Mobile Meets the Master Shopping List

The first step a consumer takes after deciding to make a purchase will likely be anything except buy the product from their smartphone.

This is not to say the phone isn’t highly involved throughout the entire path to purchase, just that there are too many other choices consumers face after making a purchase decision.

This insight is based on a new study conducted by GroupM, which is included in a new publication of GroupM called Next, which I wrote about here yesterday (Mobile Notifications Pretty Much OK for 73% of Consumers).

No matter the age group, purchasing via smartphone is the least common behavior after deciding to make a purchase. Here’s what they do:

  • Add the product to a written shopping list (tops in the 55 and older category)
  • Make a mental note to buy the product (tops in the 14- to 24-year-old group)
  • Buy the product from a desktop or tablet (tops in the 35- to 44-year-old group)
  • Add the product to a digital shopping cart (tops for 14- to 34-year olds)
  • Send an email reminder to themselves (tops for those 14 to 24)
  • Buy the product from a smartphone (tops in those 14 to 24, but below all other activities)



This begs the question of what the future of digital purchasing looks likes, from a consumer behavior standpoint.

“It’s going to become easy to add things to a list,” said Jesse Wolfersberger, director of consumer insights at GroupM Next and leader of the study.

As technologies evolve, adding items to lists could become seamless.
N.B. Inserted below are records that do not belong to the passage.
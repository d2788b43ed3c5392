use core::fmt::{self, Display, Formatter};

use mailparse::MailAddr;

#[derive(PartialEq, PartialOrd, Eq, Hash, Debug, Clone)]
pub enum HeloVariant {
    Ehlo(String),
    Helo(String),
}

impl HeloVariant {
    pub fn id(&self) -> &str {
        match self {
            Self::Ehlo(id) | Self::Helo(id) => id,
        }
    }

    pub const fn is_extended(&self) -> bool {
        matches!(self, Self::Ehlo(_))
    }
}

impl Display for HeloVariant {
    fn fmt(&self, f: &mut Formatter<'_>) -> fmt::Result {
        f.write_str(match self {
            Self::Ehlo(_) => "EHLO",
            Self::Helo(_) => "HELO",
        })
    }
}

#[derive(Eq, PartialEq, Debug, Clone)]
pub enum Command {
    Helo(HeloVariant),
    /// `None` is the null reverse-path (`MAIL FROM:<>`)
    MailFrom(Option<String>),
    RcptTo(String),
    Data,
    Rset,
    Noop,
    Help,
    Vrfy,
    Quit,
    /// A known command with missing or unparseable arguments
    Invalid(String),
    /// Anything that is not a command we know
    Unknown(String),
}

impl Display for Command {
    fn fmt(&self, fmt: &mut Formatter<'_>) -> fmt::Result {
        match self {
            Self::Helo(v) => write!(fmt, "{v} {}", v.id()),
            Self::MailFrom(from) => write!(fmt, "MAIL FROM:<{}>", from.as_deref().unwrap_or_default()),
            Self::RcptTo(rcpt) => write!(fmt, "RCPT TO:<{rcpt}>"),
            Self::Data => fmt.write_str("DATA"),
            Self::Rset => fmt.write_str("RSET"),
            Self::Noop => fmt.write_str("NOOP"),
            Self::Help => fmt.write_str("HELP"),
            Self::Vrfy => fmt.write_str("VRFY"),
            Self::Quit => fmt.write_str("QUIT"),
            Self::Invalid(s) | Self::Unknown(s) => fmt.write_str(s),
        }
    }
}

/// Case-insensitively strip `prefix` from the start of `value`
fn strip_prefix_ignore_case<'a>(value: &'a str, prefix: &str) -> Option<&'a str> {
    value
        .get(..prefix.len())
        .filter(|head| head.eq_ignore_ascii_case(prefix))
        .map(|_| &value[prefix.len()..])
}

/// Extract the mailbox from a path argument such as `<user@example.com> SIZE=10`.
///
/// ESMTP parameters after the path are ignored. An empty path (`<>`) yields
/// `Ok(None)`.
fn parse_path(argument: &str) -> Result<Option<String>, String> {
    let path = argument
        .trim()
        .split_whitespace()
        .next()
        .ok_or_else(|| "Missing address".to_string())?;

    let bare = path
        .strip_prefix('<')
        .and_then(|p| p.strip_suffix('>'))
        .unwrap_or(path)
        .trim();

    if bare.is_empty() {
        return Ok(None);
    }

    match mailparse::addrparse(bare) {
        Ok(list) => match list.first() {
            Some(MailAddr::Single(info)) if !info.addr.is_empty() => Ok(Some(info.addr.clone())),
            _ => Err(format!("Invalid address {bare}")),
        },
        Err(err) => Err(err.to_string()),
    }
}

impl TryFrom<&str> for Command {
    type Error = Self;

    fn try_from(command: &str) -> Result<Self, Self::Error> {
        let trimmed = command.trim();
        let verb = trimmed
            .split_once(char::is_whitespace)
            .map_or(trimmed, |(verb, _)| verb);

        if let Some(rest) = strip_prefix_ignore_case(trimmed, "MAIL FROM:") {
            parse_path(rest).map(Self::MailFrom).map_err(Self::Invalid)
        } else if let Some(rest) = strip_prefix_ignore_case(trimmed, "RCPT TO:") {
            match parse_path(rest) {
                Ok(Some(rcpt)) => Ok(Self::RcptTo(rcpt)),
                Ok(None) => Err(Self::Invalid("Missing recipient".to_string())),
                Err(err) => Err(Self::Invalid(err)),
            }
        } else if verb.eq_ignore_ascii_case("EHLO") || verb.eq_ignore_ascii_case("HELO") {
            match trimmed.split_once(char::is_whitespace) {
                Some((_, host)) if !host.trim().is_empty() => {
                    let host = host.trim().to_string();
                    Ok(Self::Helo(if verb.eq_ignore_ascii_case("EHLO") {
                        HeloVariant::Ehlo(host)
                    } else {
                        HeloVariant::Helo(host)
                    }))
                }
                _ => Err(Self::Invalid(format!("Expected hostname in {trimmed}"))),
            }
        } else if verb.eq_ignore_ascii_case("MAIL") || verb.eq_ignore_ascii_case("RCPT") {
            Err(Self::Invalid(format!("Syntax error in {trimmed}")))
        } else if trimmed.eq_ignore_ascii_case("DATA") {
            Ok(Self::Data)
        } else if trimmed.eq_ignore_ascii_case("QUIT") {
            Ok(Self::Quit)
        } else if trimmed.eq_ignore_ascii_case("RSET") {
            Ok(Self::Rset)
        } else if verb.eq_ignore_ascii_case("NOOP") {
            Ok(Self::Noop)
        } else if verb.eq_ignore_ascii_case("HELP") {
            Ok(Self::Help)
        } else if verb.eq_ignore_ascii_case("VRFY") {
            Ok(Self::Vrfy)
        } else {
            Err(Self::Unknown(trimmed.to_owned()))
        }
    }
}

impl TryFrom<&[u8]> for Command {
    type Error = Self;

    fn try_from(command: &[u8]) -> Result<Self, Self::Error> {
        std::str::from_utf8(command).map_or_else(
            |_| Err(Self::Unknown("Unable to interpret command".to_string())),
            Self::try_from,
        )
    }
}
A thumbs up? Added to the list. A wink? Added to this list. One tap? On the list. You get the idea.

Some list additions also could become automatic, a la Amazon recommendations based on past purchases or Tivo auto-recordings tuned with past shows watched.

The concept rather annihilates the current concepts relating to shopping cart abandonment rate.
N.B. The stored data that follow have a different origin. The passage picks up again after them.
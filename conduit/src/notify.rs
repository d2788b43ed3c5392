use chrono::{DateTime, Utc};
use conduit_common::envelope::Envelope;

pub const FAILURE_SUBJECT: &str = "SMTP RELAY SERVICE FAILURE";

/// Build the report sent to the operator after the relay restarted itself.
///
/// The report goes through the normal delivery queue, from the relay's own
/// sender address.
pub fn failure_report(from: &str, to: &str, at: DateTime<Utc>, error: &str) -> Envelope {
    let body = format!(
        "From: {from}\r\n\
         To: {to}\r\n\
         Subject: {FAILURE_SUBJECT}\r\n\
         Date: {date}\r\n\
         Content-Type: text/plain; charset=utf-8\r\n\
         \r\n\
         The SMTP relay service failed at {time} and has been restarted.\r\n\
         \r\n\
         Error: {error}\r\n",
        date = at.to_rfc2822(),
        time = at.to_rfc3339(),
    );

    Envelope::new(
        from,
        from,
        [to.to_owned()],
        Some(FAILURE_SUBJECT.to_owned()),
        body.into_bytes(),
        at,
    )
}

#[cfg(test)]
mod tests {
    #![allow(clippy::unwrap_used)]

    use chrono::TimeZone;
    use pretty_assertions::assert_eq;

    use super::*;

    #[test]
    fn report_contents() {
        let at = Utc.with_ymd_and_hms(2024, 5, 1, 12, 0, 0).unwrap();
        let report = failure_report("relay@example.com", "ops@example.com", at, "bind failed");

        assert_eq!(report.subject(), Some(FAILURE_SUBJECT));
        assert_eq!(report.recipients(), ["ops@example.com"]);
        assert_eq!(report.sender(), "relay@example.com");
        assert_eq!(report.enqueued_at(), at);

        let body = String::from_utf8(report.body().to_vec()).unwrap();
        assert!(body.contains("Subject: SMTP RELAY SERVICE FAILURE\r\n"));
        assert!(body.contains("2024-05-01T12:00:00+00:00"));
        assert!(body.ends_with("Error: bind failed\r\n"));
    }
}
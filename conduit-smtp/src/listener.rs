use std::{io, net::SocketAddr, sync::Arc, time::Duration};

use conduit_common::{Signal, internal};
use conduit_delivery::DeliveryQueue;
use futures_util::future::join_all;
use tokio::{
    net::TcpListener,
    sync::broadcast::{self, error::RecvError},
};

use crate::{
    error::{ListenerError, SessionError},
    session::{Session, SessionConfig},
};

/// Pause before accepting again when the process is short of descriptors
/// or memory, so the loop does not spin on the same error.
const ACCEPT_BACKOFF: Duration = Duration::from_millis(100);

/// What a failed `accept` says about the listening socket.
#[derive(Debug, Clone, Copy, PartialEq, Eq)]
enum AcceptFailure {
    /// Only the connection being accepted is affected
    Connection,
    /// Out of descriptors, buffers or memory; may clear once sessions close
    Resources,
    /// The listening socket itself is unusable
    Fatal,
}

impl AcceptFailure {
    fn of(err: &io::Error) -> Self {
        match err.raw_os_error() {
            Some(libc::EMFILE | libc::ENFILE | libc::ENOBUFS | libc::ENOMEM) => Self::Resources,
            Some(libc::EBADF | libc::EINVAL | libc::ENOTSOCK | libc::EOPNOTSUPP) => Self::Fatal,
            _ => Self::Connection,
        }
    }
}

/// Accepts SMTP clients and runs a [`Session`] for each of them.
#[derive(Debug)]
pub struct SmtpListener {
    listener: TcpListener,
    config: Arc<SessionConfig>,
    queue: DeliveryQueue,
}

impl SmtpListener {
    /// # Errors
    /// If `address` cannot be bound
    pub async fn bind(
        address: SocketAddr,
        config: Arc<SessionConfig>,
        queue: DeliveryQueue,
    ) -> Result<Self, ListenerError> {
        let listener = TcpListener::bind(address)
            .await
            .map_err(|source| ListenerError::Bind { address, source })?;

        Ok(Self {
            listener,
            config,
            queue,
        })
    }

    /// # Errors
    /// If the socket has no local address
    pub fn local_addr(&self) -> io::Result<SocketAddr> {
        self.listener.local_addr()
    }

    /// Accept connections until shutdown is signalled, then wait for the open
    /// sessions to finish.
    ///
    /// Failing to accept a single connection is logged and the loop carries
    /// on, backing off briefly when resources run out.
    ///
    /// # Errors
    /// If the listening socket becomes unusable. Sessions already running are
    /// left to finish on their own.
    pub async fn serve(self, mut shutdown: broadcast::Receiver<Signal>) -> Result<(), ListenerError> {
        let local = self.local_addr().map_err(ListenerError::Accept)?;
        internal!(level = INFO, address = %local, "SMTP listener ready");

        let mut sessions = Vec::default();

        loop {
            tokio::select! {
                sig = shutdown.recv() => {
                    if matches!(sig, Ok(Signal::Shutdown) | Err(RecvError::Closed)) {
                        internal!(
                            level = INFO,
                            address = %local,
                            sessions = sessions.len(),
                            "SMTP listener received shutdown signal, finishing sessions ..."
                        );
                        join_all(sessions).await;
                        break;
                    }
                }

                connection = self.listener.accept() => {
                    let (stream, peer) = match connection {
                        Ok(accepted) => accepted,
                        Err(err) => match AcceptFailure::of(&err) {
                            AcceptFailure::Fatal => return Err(ListenerError::Accept(err)),
                            failure => {
                                internal!(level = WARN, address = %local, ?failure, "Failed to accept connection: {err}");
                                if failure == AcceptFailure::Resources {
                                    tokio::time::sleep(ACCEPT_BACKOFF).await;
                                }
                                continue;
                            }
                        },
                    };
                    internal!(level = DEBUG, %peer, "Connection received");

                    sessions.retain(|session: &tokio::task::JoinHandle<()>| !session.is_finished());

                    let session = Session::new(stream, peer, Arc::clone(&self.config), self.queue.clone());
                    let signal = shutdown.resubscribe();
                    sessions.push(tokio::spawn(async move {
                        match session.run(signal).await {
                            Ok(()) => {}
                            Err(SessionError::Timeout(_)) => {
                                internal!(level = DEBUG, %peer, "Session timed out");
                            }
                            Err(err) => internal!(level = WARN, %peer, "Session failed: {err}"),
                        }
                    }));
                }
            }
        }

        Ok(())
    }
}
//! Rolling record of unit restarts, used to bound how often the relay may
//! restart itself.

use std::{collections::VecDeque, time::Duration};

use chrono::{DateTime, Utc};
use conduit_common::clock;

/// Restarts older than this no longer count against the budget
pub const WINDOW: Duration = Duration::from_secs(60 * 60);

#[derive(Debug, Clone, PartialEq, Eq)]
pub struct RestartRecord {
    pub at: DateTime<Utc>,
    pub error: String,
}

#[derive(Debug, Clone)]
pub struct RestartWindow {
    records: VecDeque<RestartRecord>,
    budget: usize,
    window: Duration,
}

impl RestartWindow {
    pub const fn new(budget: usize) -> Self {
        Self {
            records: VecDeque::new(),
            budget,
            window: WINDOW,
        }
    }

    #[must_use]
    pub const fn with_window(mut self, window: Duration) -> Self {
        self.window = window;
        self
    }

    pub const fn budget(&self) -> usize {
        self.budget
    }

    /// Record a failure at `at`.
    ///
    /// Returns `false` once the failures inside the window exceed the budget,
    /// meaning the caller must give up rather than restart.
    pub fn record(&mut self, at: DateTime<Utc>, error: impl Into<String>) -> bool {
        self.prune(at);
        self.records.push_back(RestartRecord {
            at,
            error: error.into(),
        });

        self.records.len() <= self.budget
    }

    /// Drop records that have aged out of the window as of `now`
    pub fn prune(&mut self, now: DateTime<Utc>) {
        while self
            .records
            .front()
            .is_some_and(|record| clock::elapsed(record.at, now) >= self.window)
        {
            self.records.pop_front();
        }
    }

    pub fn len(&self) -> usize {
        self.records.len()
    }

    pub fn is_empty(&self) -> bool {
        self.records.is_empty()
    }

    pub fn records(&self) -> impl Iterator<Item = &RestartRecord> {
        self.records.iter()
    }
}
The master list becomes the shopping cart and the new consumer role is to delete items from the list before executing the transaction later, from any device.

Where or how the transaction actually occurs becomes less important than how items are selected and deselected on the master list.
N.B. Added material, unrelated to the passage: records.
//! Request authentication for the email API.
//!
//! Two schemes are supported:
//! - a shared access key, used to HMAC-SHA256 sign every request
//! - a service principal, exchanged for an OAuth2 bearer token with the
//!   client-credentials grant

use std::{sync::Arc, time::Duration};

use base64::{Engine, engine::general_purpose::STANDARD};
use chrono::{DateTime, Utc};
use conduit_common::{clock, clock::Clock, internal};
use hmac::{Hmac, Mac};
use parking_lot::Mutex;
use reqwest::{Client, Method, RequestBuilder};
use serde::Deserialize;
use sha2::{Digest, Sha256};
use url::{Position, Url};

use crate::error::ApiError;

type HmacSha256 = Hmac<Sha256>;

pub const DEFAULT_AUTHORITY: &str = "https://login.microsoftonline.com";
pub const TOKEN_SCOPE: &str = "https://communication.azure.com/.default";

/// Tokens are refreshed this long before they expire
const TOKEN_REFRESH_MARGIN: Duration = Duration::from_secs(300);

/// Headers carrying an HMAC request signature
#[derive(Debug, Clone, PartialEq, Eq)]
pub struct SignedHeaders {
    pub date: String,
    pub content_hash: String,
    pub authorization: String,
}

/// Signs requests with a shared access key.
#[derive(Clone)]
pub struct HmacSigner {
    key: Vec<u8>,
}

impl std::fmt::Debug for HmacSigner {
    fn fmt(&self, f: &mut std::fmt::Formatter<'_>) -> std::fmt::Result {
        f.debug_struct("HmacSigner").finish_non_exhaustive()
    }
}

impl HmacSigner {
    /// # Errors
    /// If `encoded` is not valid base64
    pub fn new(encoded: &str) -> Result<Self, ApiError> {
        let key = STANDARD
            .decode(encoded.trim())
            .map_err(|err| ApiError::InvalidKey(err.to_string()))?;

        Ok(Self { key })
    }

    /// Sign `method url` carrying `body`, as of `now`.
    ///
    /// The string to sign is `METHOD\npath?query\ndate;host;content-hash`.
    ///
    /// # Errors
    /// If the key cannot be used as an HMAC key
    pub fn sign(
        &self,
        method: &Method,
        url: &Url,
        body: &[u8],
        now: DateTime<Utc>,
    ) -> Result<SignedHeaders, ApiError> {
        let date = now.format("%a, %d %b %Y %H:%M:%S GMT").to_string();
        let content_hash = STANDARD.encode(Sha256::digest(body));
        let host = &url[Position::BeforeHost..Position::AfterPort];
        let path_and_query = &url[Position::BeforePath..Position::AfterQuery];

        let to_sign = format!("{method}\n{path_and_query}\n{date};{host};{content_hash}");

        let mut mac = HmacSha256::new_from_slice(&self.key)
            .map_err(|err| ApiError::InvalidKey(err.to_string()))?;
        mac.update(to_sign.as_bytes());
        let signature = STANDARD.encode(mac.finalize().into_bytes());

        Ok(SignedHeaders {
            date,
            content_hash,
            authorization: format!(
                "HMAC-SHA256 SignedHeaders=x-ms-date;host;x-ms-content-sha256&Signature={signature}"
            ),
        })
    }
}

#[derive(Debug, Deserialize)]
struct TokenResponse {
    access_token: String,
    expires_in: u64,
}

#[derive(Debug, Clone)]
struct CachedToken {
    token: String,
    expires_at: DateTime<Utc>,
}

/// Obtains and caches bearer tokens for a service principal.
pub struct TokenProvider {
    http: Client,
    token_url: Url,
    client_id: String,
    client_secret: String,
    clock: Arc<dyn Clock>,
    cached: Mutex<Option<CachedToken>>,
}

impl std::fmt::Debug for TokenProvider {
    fn fmt(&self, f: &mut std::fmt::Formatter<'_>) -> std::fmt::Result {
        f.debug_struct("TokenProvider")
            .field("token_url", &self.token_url)
            .field("client_id", &self.client_id)
            .finish_non_exhaustive()
    }
}

impl TokenProvider {
    /// # Errors
    /// If `authority` and `tenant_id` do not form a valid URL
    pub fn new(
        http: Client,
        authority: &Url,
        tenant_id: &str,
        client_id: &str,
        client_secret: &str,
        clock: Arc<dyn Clock>,
    ) -> Result<Self, ApiError> {
        let token_url = Url::parse(&format!(
            "{}/{tenant_id}/oauth2/v2.0/token",
            authority.as_str().trim_end_matches('/')
        ))
        .map_err(|err| ApiError::Token(err.to_string()))?;

        Ok(Self {
            http,
            token_url,
            client_id: client_id.to_owned(),
            client_secret: client_secret.to_owned(),
            clock,
            cached: Mutex::new(None),
        })
    }

    pub const fn token_url(&self) -> &Url {
        &self.token_url
    }

    /// A token valid for at least the refresh margin, fetching one if needed.
    ///
    /// # Errors
    /// If the token endpoint cannot be reached or refuses the credentials
    pub async fn token(&self) -> Result<String, ApiError> {
        let now = self.clock.now();
        let cached = self.cached.lock().clone();
        if let Some(cached) = cached
            && clock::after(now, TOKEN_REFRESH_MARGIN) < cached.expires_at
        {
            return Ok(cached.token);
        }

        internal!(level = DEBUG, url = %self.token_url, "Requesting access token");

        let response = self
            .http
            .post(self.token_url.clone())
            .form(&[
                ("grant_type", "client_credentials"),
                ("client_id", self.client_id.as_str()),
                ("client_secret", self.client_secret.as_str()),
                ("scope", TOKEN_SCOPE),
            ])
            .send()
            .await?;

        let status = response.status();
        if !status.is_success() {
            let body = response.text().await.unwrap_or_default();
            return Err(ApiError::Token(format!("{status}: {body}")));
        }

        let token: TokenResponse = response.json().await?;
        let cached = CachedToken {
            token: token.access_token,
            expires_at: clock::after(self.clock.now(), Duration::from_secs(token.expires_in)),
        };
        let access_token = cached.token.clone();
        *self.cached.lock() = Some(cached);

        Ok(access_token)
    }
}

/// How requests to the email API are authenticated
#[derive(Debug)]
pub enum Authenticator {
    Key(HmacSigner),
    Token(TokenProvider),
}

impl Authenticator {
    /// Add authentication headers to `request`, which sends `body` to `url`.
    ///
    /// # Errors
    /// If signing fails or no token can be obtained
    pub async fn authenticate(
        &self,
        request: RequestBuilder,
        method: &Method,
        url: &Url,
        body: &[u8],
        now: DateTime<Utc>,
    ) -> Result<RequestBuilder, ApiError> {
        match self {
            Self::Key(signer) => {
                let signed = signer.sign(method, url, body, now)?;
                Ok(request
                    .header("x-ms-date", signed.date)
                    .header("x-ms-content-sha256", signed.content_hash)
                    .header(reqwest::header::AUTHORIZATION, signed.authorization))
            }
            Self::Token(provider) => Ok(request.bearer_auth(provider.token().await?)),
        }
    }
}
“People don’t want to buy from their smartphone but they do want to do a lot of shopping with them,” said Wolfersberger.

It’s less about the transaction and more about the decision.


This and all the other major issues relating to mobile commerce will be discussed at the MediaPost OMMA mCommerce conference in New York on Aug. 7. You can check out the agenda where you also can register to attend. Will I see you there?

2 comments about "Mobile Meets the Master Shopping List".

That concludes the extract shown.